Who doesn't remember sitting under a tree in the summer listening to the sweet sound of bees humming up in the trees, going about their business.
Bees are critical pollinators, directly and indirectly responsible for a third of the food we eat, fresh fruit and vegetables, and crops for stock. For more than a millennium humans and bees have worked together as a team ensuring both species thrive.
A better understanding of bee behaviour and their diseases has had mutual benefits, allowing commercial and hobbyist apiarists to build hives that allow easier access (unlike the old rope skeps which prevented checking for disease and also required destruction of the whole colony to access the honey) and to manipulate bee colonies so they are kept at the healthiest state possible. Modern queen rearing and replacement techniques guarantee bee foraging numbers are at their optimum to capitalise on seasonal nectar flows.
Bees produce wax comb to raise brood and to store honey. Beekeepers replace old brood comb with its accumulated discarded pupal material to limit the chance of disease and to ensure brood raising cells keep producing full-sized mature bees. Most honeycomb wax, except for that in horizontal top bar hives which cannot be extracted centrifugally but is crushed and filtered, is reused, because bees must consume 8kg of honey to produce 1kg of wax. Wax cappings which have been removed for honey extraction are melted down and used for beeswax products. Those cappings produce the lightest-coloured, highest-quality wax.
Honey bees are instinctive hoarders. They live to raise brood, gather nectar to convert it into honey and to build wax in which to store it. That successful instinct allows bee colonies to expand and to swarm (which is how honeybees naturally propagate) and to ride out those times when there is little feed.

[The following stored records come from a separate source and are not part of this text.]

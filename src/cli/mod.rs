//! Command-line interface for Code Collector

use crate::export::OutputFormat;
use clap::{ArgAction, ArgGroup, Parser};
use std::path::PathBuf;

pub mod commands;

/// Code Collector - gather a source tree into a single document
#[derive(Parser, Debug)]
#[command(
    name = "codecollector",
    version,
    disable_version_flag = true,
    about = "Collect the source files of a directory or repository into one file",
    long_about = "Code Collector walks a directory or a cloned repository, honours .gitignore files and configured ignore patterns, and writes the directory tree together with every collected file as JSON, text or Markdown."
)]
#[command(group(
    ArgGroup::new("source")
        .required(true)
        .args(["directory", "github"]),
))]
pub struct Cli {
    /// Path of the folder to traverse
    #[arg(short, long)]
    pub directory: Option<PathBuf>,

    /// Repository URL to clone and process
    #[arg(long)]
    pub github: Option<String>,

    /// Branch to clone from the repository
    #[arg(long, default_value = "main")]
    pub branch: String,

    /// Output file name without extension
    #[arg(short, long, default_value = "collected_code")]
    pub output: PathBuf,

    /// Output format
    #[arg(long, value_enum, default_value_t = OutputFormat::Json)]
    pub output_format: OutputFormat,

    /// Path to configuration file (YAML)
    #[arg(long)]
    pub config: Option<PathBuf>,

    /// Number of file read workers (default: twice the CPU count)
    #[arg(short, long)]
    pub jobs: Option<usize>,

    /// Enable verbose output
    #[arg(long)]
    pub verbose: bool,

    /// Print the version number
    #[arg(short = 'v', long, action = ArgAction::Version)]
    version: (),

    /// Disable progress bars
    #[arg(long)]
    pub no_progress: bool,
}
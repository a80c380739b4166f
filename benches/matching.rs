use codecollector::ignore::pattern::GlobPattern;
use codecollector::ignore::rules::candidate_paths;
use codecollector::{CodeCollector, GlobalRuleSet, IgnoreRuleSet};
use criterion::{black_box, criterion_group, criterion_main, BenchmarkId, Criterion, Throughput};
use std::fs;
use std::path::Path;
use tempfile::TempDir;

const PATTERNS: &[&str] = &["*.log", "vendor/", "node_modules", "src/**/gen", "**/*.min.js", "build"];

fn pattern_benchmark(c: &mut Criterion) {
    let mut group = c.benchmark_group("pattern");

    for pattern in PATTERNS {
        let compiled = GlobPattern::compile(pattern).unwrap();
        group.bench_with_input(BenchmarkId::new("is_match", pattern), &compiled, |b, compiled| {
            b.iter(|| compiled.is_match(black_box("src/deeply/nested/module/file.min.js")))
        });
    }

    group.finish();
}

fn candidate_benchmark(c: &mut Criterion) {
    let mut group = c.benchmark_group("candidates");

    for depth in [1usize, 4, 16] {
        let relative = (0..depth).map(|i| format!("dir{}", i)).collect::<Vec<_>>().join("/");
        group.bench_with_input(BenchmarkId::new("candidate_paths", depth), &relative, |b, relative| {
            b.iter(|| candidate_paths(black_box(relative)))
        });
    }

    group.finish();
}

fn rule_set_benchmark(c: &mut Criterion) {
    let mut group = c.benchmark_group("rule_set");
    let root = Path::new("/nonexistent-bench-root");
    let rules = IgnoreRuleSet::new(GlobalRuleSet::from_patterns(PATTERNS));

    group.bench_function("is_ignored", |b| {
        b.iter(|| rules.is_ignored(black_box(&root.join("src/app/view/index.ts")), root))
    });

    group.finish();
}

fn collection_benchmark(c: &mut Criterion) {
    let mut group = c.benchmark_group("collection");

    let temp_dir = TempDir::new().unwrap();
    let root = temp_dir.path();
    for dir in 0..10 {
        fs::create_dir_all(root.join(format!("pkg{}", dir))).unwrap();
        for file in 0..50 {
            fs::write(root.join(format!("pkg{}/file{}.go", dir, file)), vec![b'x'; 4096]).unwrap();
        }
    }
    group.throughput(Throughput::Elements(500));

    for workers in [1usize, 4, 16] {
        let collector = CodeCollector::new(Vec::new(), GlobalRuleSet::from_patterns(PATTERNS), workers);
        group.bench_with_input(BenchmarkId::new("collect", workers), &collector, |b, collector| {
            b.iter(|| collector.collect(black_box(root)).unwrap())
        });
    }

    group.finish();
}

criterion_group!(
    benches,
    pattern_benchmark,
    candidate_benchmark,
    rule_set_benchmark,
    collection_benchmark
);
criterion_main!(benches);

Beekeepers try to prevent swarming because swarms comprise older, field bees plus the old queen and a fair amount of honey stores. When larger swarms “abscond”, sometimes a hive can never build up sufficient foraging numbers to provide a surplus for the beekeeper. For that reason apiarists trick bees by inhibiting the swarming impulse, usually by replacing the old queen in time. Or they swarm a hive artificially either splitting it to build up the number of colonies in an apiary or to reunite the swarm and hive, but under a young mated queen.
The bee’s hoarding habit has thus far ensured the survival of the western honey bee - apis mellifera - with or without human intervention . . . until now.
The arrival in 2000 of the deadly varroa destructor mite which parasitises and weakens its host and carries crippling bee diseases, has inverted the relationship between human and bee.
Now it is the bee that depends on human exploitation for survival. Varroa, having jumped species from the asian honey bee that had developed a resistance to the mite, wiped out all wild colonies of the western honey bee. Now, it’s only the beekeepers’ intervention using chemicals and management techniques that reduces the predation by mites and ensures the survival of the species.
It is fair to say that never before has human exploitation of bees for their honey, or wax, propolis pollen and royal jelly production been so mutually beneficial.
While the vegan approach is to search for an alternative to any product that comes from the exploitation of animals, it is fair to say that should we all embrace that philosophy then all domesticated farm species -- the honeybee in particular -- would survive only as a memory
Selectively using byproducts of the hive is how we can ensure that doesn't happen and supporting our bees means supporting robust pollination for our local food system AND amazing sustainable products for us humans to use with gratitude for our buzzy busy friends!